START Records provided

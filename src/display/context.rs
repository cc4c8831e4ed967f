use crate::audio::fft_engine::FftOrder;
use crate::audio::filter_chain::ChannelFilterChain;
use crate::audio::response::{self, CurvePoint};
use crate::audio::ring_buffer::Consumer;
use crate::audio::settings::SettingsSource;
use crate::audio::spectrum::{AnalysisFrame, SpectrumAnalyzer};
use crate::params::ChangeFlag;
use atomic_float::AtomicF32;
use std::sync::atomic::Ordering;
use std::sync::Arc;

/// What one [`DisplayContext::tick`] did
#[derive(Debug, Clone, Copy, PartialEq, Eq, Default)]
pub struct TickReport {
    /// Blocks drained from the audio queue
    pub blocks: usize,
    /// Analysis frames queued
    pub frames: usize,
    /// The display chain was redesigned
    pub curve_changed: bool,
}

/// Non-realtime side of the EQ.
///
/// Drains sample blocks from the audio thread into the analyser and keeps a
/// private filter chain for response curves. Nothing here is shared with the
/// audio thread except the block queue, the change flag and the sample rate.
pub struct DisplayContext {
    settings: Arc<dyn SettingsSource>,
    changed: ChangeFlag,
    sample_rate: Arc<AtomicF32>,

    block_consumer: Consumer<Vec<f32>>,
    block: Vec<f32>,
    analyzer: SpectrumAnalyzer,

    chain: ChannelFilterChain,
    /// Sample rate the analyser and `chain` were last set up for
    current_sample_rate: f32,
}

impl DisplayContext {
    pub fn new(
        settings: Arc<dyn SettingsSource>,
        changed: ChangeFlag,
        sample_rate: Arc<AtomicF32>,
        block_consumer: Consumer<Vec<f32>>,
        order: FftOrder,
    ) -> Self {
        let current_sample_rate = sample_rate.load(Ordering::Relaxed);
        let chain = ChannelFilterChain::from_settings(&settings.snapshot(), current_sample_rate);

        Self {
            settings,
            changed,
            sample_rate,
            block_consumer,
            block: Vec::new(),
            analyzer: SpectrumAnalyzer::new(order),
            chain,
            current_sample_rate,
        }
    }

    /// One polling step: feed every queued block to the analyser, then
    /// redesign the display chain if the parameters changed.
    pub fn tick(&mut self) -> TickReport {
        let mut report = TickReport::default();

        let sample_rate = self.sample_rate.load(Ordering::Relaxed);
        let rate_changed = sample_rate != self.current_sample_rate;
        if rate_changed {
            nih_plug::nih_debug!(
                "Display sample rate {} -> {}, resetting analyser",
                self.current_sample_rate,
                sample_rate
            );
            self.analyzer.reset();
            self.current_sample_rate = sample_rate;
        }

        while self.block_consumer.pop(&mut self.block) {
            report.blocks += 1;
            self.analyzer.push_block(&self.block);
            if self.analyzer.produce_frame() {
                report.frames += 1;
            }
        }

        // Always take the flag so a stale mark does not cause a second redesign
        let flagged = self.changed.take();
        if flagged || rate_changed {
            self.chain.update(&self.settings.snapshot(), sample_rate);
            report.curve_changed = true;
        }

        report
    }

    /// Oldest analysis frame not yet pulled. Never blocks.
    pub fn analysis_frame(&mut self) -> Option<AnalysisFrame> {
        self.analyzer.pull_frame()
    }

    pub fn pull_frame_into(&mut self, frame: &mut AnalysisFrame) -> bool {
        self.analyzer.pull_frame_into(frame)
    }

    pub fn evaluate_response_db(&self, frequency: f32) -> f32 {
        response::evaluate_response_db(&self.chain, frequency, self.current_sample_rate)
    }

    pub fn response_curve(&self, num_points: usize) -> Vec<CurvePoint> {
        response::response_curve(&self.chain, self.current_sample_rate, num_points)
    }

    /// Change the transform size. Buffered samples and frames are discarded.
    pub fn set_fft_order(&mut self, order: FftOrder) {
        self.analyzer.set_order(order);
    }

    pub fn fft_order(&self) -> FftOrder {
        self.analyzer.order()
    }

    pub fn sample_rate(&self) -> f32 {
        self.current_sample_rate
    }
}

#[cfg(test)]
mod tests {
    use super::*;
    use crate::audio::constants::MAX_BLOCK_SIZE;
    use crate::audio::ring_buffer::{LockFreeRingBuffer, Producer};
    use crate::audio::settings::{BandSettings, BandType, ChainSettings, Slope};
    use std::sync::RwLock;

    struct Harness {
        settings: Arc<RwLock<ChainSettings>>,
        changed: ChangeFlag,
        sample_rate: Arc<AtomicF32>,
        producer: Producer<Vec<f32>>,
        context: DisplayContext,
    }

    fn harness() -> Harness {
        let settings = Arc::new(RwLock::new(ChainSettings::default()));
        let changed = ChangeFlag::new();
        let sample_rate = Arc::new(AtomicF32::new(48000.0));
        let (producer, consumer) =
            LockFreeRingBuffer::new(30, &vec![0.0f32; MAX_BLOCK_SIZE]).split();
        let context = DisplayContext::new(
            settings.clone(),
            changed.clone(),
            sample_rate.clone(),
            consumer,
            FftOrder::DEFAULT,
        );

        Harness {
            settings,
            changed,
            sample_rate,
            producer,
            context,
        }
    }

    #[test]
    fn redesigns_only_when_flagged() {
        let mut h = harness();
        assert!(h.context.evaluate_response_db(1000.0).abs() < 1e-3);

        h.settings.write().unwrap().bands[1] =
            BandSettings::new(1000.0, 6.0, Slope::Slope12, BandType::Peak);
        assert!(!h.context.tick().curve_changed);
        assert!(h.context.evaluate_response_db(1000.0).abs() < 1e-3);

        h.changed.mark();
        assert!(h.context.tick().curve_changed);
        assert!((h.context.evaluate_response_db(1000.0) - 6.0).abs() < 0.1);
        assert!(!h.context.tick().curve_changed);
    }

    #[test]
    fn drains_blocks_and_produces_frames_once_ready() {
        let mut h = harness();
        let block = vec![0.25f32; MAX_BLOCK_SIZE / 2];

        assert!(h.producer.push(&block));
        let report = h.context.tick();
        assert_eq!(report.blocks, 1);
        assert_eq!(report.frames, 0);
        assert!(h.context.analysis_frame().is_none());

        for _ in 0..3 {
            assert!(h.producer.push(&block));
        }
        let report = h.context.tick();
        assert_eq!(report.blocks, 3);
        // The window fills with the second block, every block after that adds a frame
        assert_eq!(report.frames, 3);
        for _ in 0..3 {
            assert_eq!(h.context.analysis_frame().map(|f| f.len()), Some(1024));
        }
        assert!(h.context.analysis_frame().is_none());
    }

    #[test]
    fn sample_rate_change_resets_analyser_and_curve() {
        let mut h = harness();
        h.producer.push(&vec![0.1f32; MAX_BLOCK_SIZE]);
        assert_eq!(h.context.tick().frames, 1);

        h.sample_rate.store(96000.0, Ordering::Relaxed);
        let report = h.context.tick();
        assert!(report.curve_changed);
        assert_eq!(h.context.sample_rate(), 96000.0);
        // The queued frame was computed at the old rate and is gone
        assert!(h.context.analysis_frame().is_none());
    }

    #[test]
    fn fft_order_change_discards_buffered_state() {
        let mut h = harness();
        h.producer.push(&vec![0.1f32; MAX_BLOCK_SIZE]);
        h.context.tick();

        h.context.set_fft_order(FftOrder::new(12));
        assert_eq!(h.context.fft_order().size(), 4096);
        assert!(h.context.analysis_frame().is_none());

        h.producer.push(&vec![0.1f32; MAX_BLOCK_SIZE]);
        assert_eq!(h.context.tick().frames, 0);
        h.producer.push(&vec![0.1f32; MAX_BLOCK_SIZE]);
        assert_eq!(h.context.tick().frames, 1);
    }
}
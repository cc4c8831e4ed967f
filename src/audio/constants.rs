/// Audio processing constants and helper functions
/// Shared by the audio thread, the display context and the parameter layout

/// Frequency range constants
pub const MIN_FREQUENCY: f32 = 20.0;
pub const MAX_FREQUENCY: f32 = 20000.0;

/// Default band frequencies (low, mid, high)
pub const DEFAULT_FREQUENCIES: [f32; NUM_BANDS] = [20.0, 1000.0, 20000.0];

/// Band gain range
pub const GAIN_MIN_DB: f32 = -24.0;
pub const GAIN_MAX_DB: f32 = 24.0;

/// Number of bands in every channel chain, processed in index order
pub const NUM_BANDS: usize = 3;

/// Second-order sections per band (48 dB/oct = 4 sections)
pub const MAX_STAGES: usize = 4;

/// Quality factor used for every peak band
pub const PEAK_Q: f32 = 1.0;

/// Cutoffs are kept just below Nyquist so the bilinear prewarp stays finite
pub const MAX_CUTOFF_RATIO: f32 = 0.499;

/// Slots in the audio -> display block queue and in the analysis frame queue
pub const RING_BUFFER_CAPACITY: usize = 30;

/// Analyser floor used in place of negative infinity
pub const SPECTRUM_FLOOR_DB: f32 = -48.0;

/// Floor for the response curve, well below anything a 3 band EQ can reach
pub const RESPONSE_FLOOR_DB: f32 = -100.0;

/// Smallest and largest FFT orders (2^11 ..= 2^15)
pub const MIN_FFT_ORDER: u32 = 11;
pub const MAX_FFT_ORDER: u32 = 15;

/// Blocks handed to the display thread never exceed the smallest analysis window
pub const MAX_BLOCK_SIZE: usize = 1 << MIN_FFT_ORDER;

/// Display polling period
pub const DISPLAY_POLL_INTERVAL_MS: u64 = 30;

/// Points evaluated along the response curve
pub const RESPONSE_CURVE_POINTS: usize = 512;

// === HELPER FUNCTIONS ===

/// Convert frequency to logarithmic position (0.0 to 1.0)
pub fn freq_to_log_position(freq: f32) -> f32 {
    (freq / MIN_FREQUENCY).log10() / (MAX_FREQUENCY / MIN_FREQUENCY).log10()
}

/// Convert logarithmic position (0.0 to 1.0) back to frequency
pub fn log_position_to_freq(position: f32) -> f32 {
    MIN_FREQUENCY * (MAX_FREQUENCY / MIN_FREQUENCY).powf(position)
}

/// Linear gain to dB with a floor standing in for negative infinity.
/// Zero and negative gains map to the floor. NaN and infinity pass through
/// so callers can drop them instead of drawing them.
pub fn gain_to_db_floored(gain: f32, floor_db: f32) -> f32 {
    if gain.is_nan() {
        gain
    } else if gain > 0.0 {
        (20.0 * libm::log10f(gain)).max(floor_db)
    } else {
        floor_db
    }
}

END Records provided

## [Work required]
Start at the first line of the entries and stop at the line with "use std::sync::atomic::Ordering;". Retype each of those lines exactly, both ends included.

## [The completed task]
filename src/display/context.rs
repository cc4c8831e4ed967f
use crate::audio::fft_engine::FftOrder;
use crate::audio::filter_chain::ChannelFilterChain;
use crate::audio::response::{self, CurvePoint};
use crate::audio::ring_buffer::Consumer;
use crate::audio::settings::SettingsSource;
use crate::audio::spectrum::{AnalysisFrame, SpectrumAnalyzer};
use crate::params::ChangeFlag;
use atomic_float::AtomicF32;
use std::sync::atomic::Ordering;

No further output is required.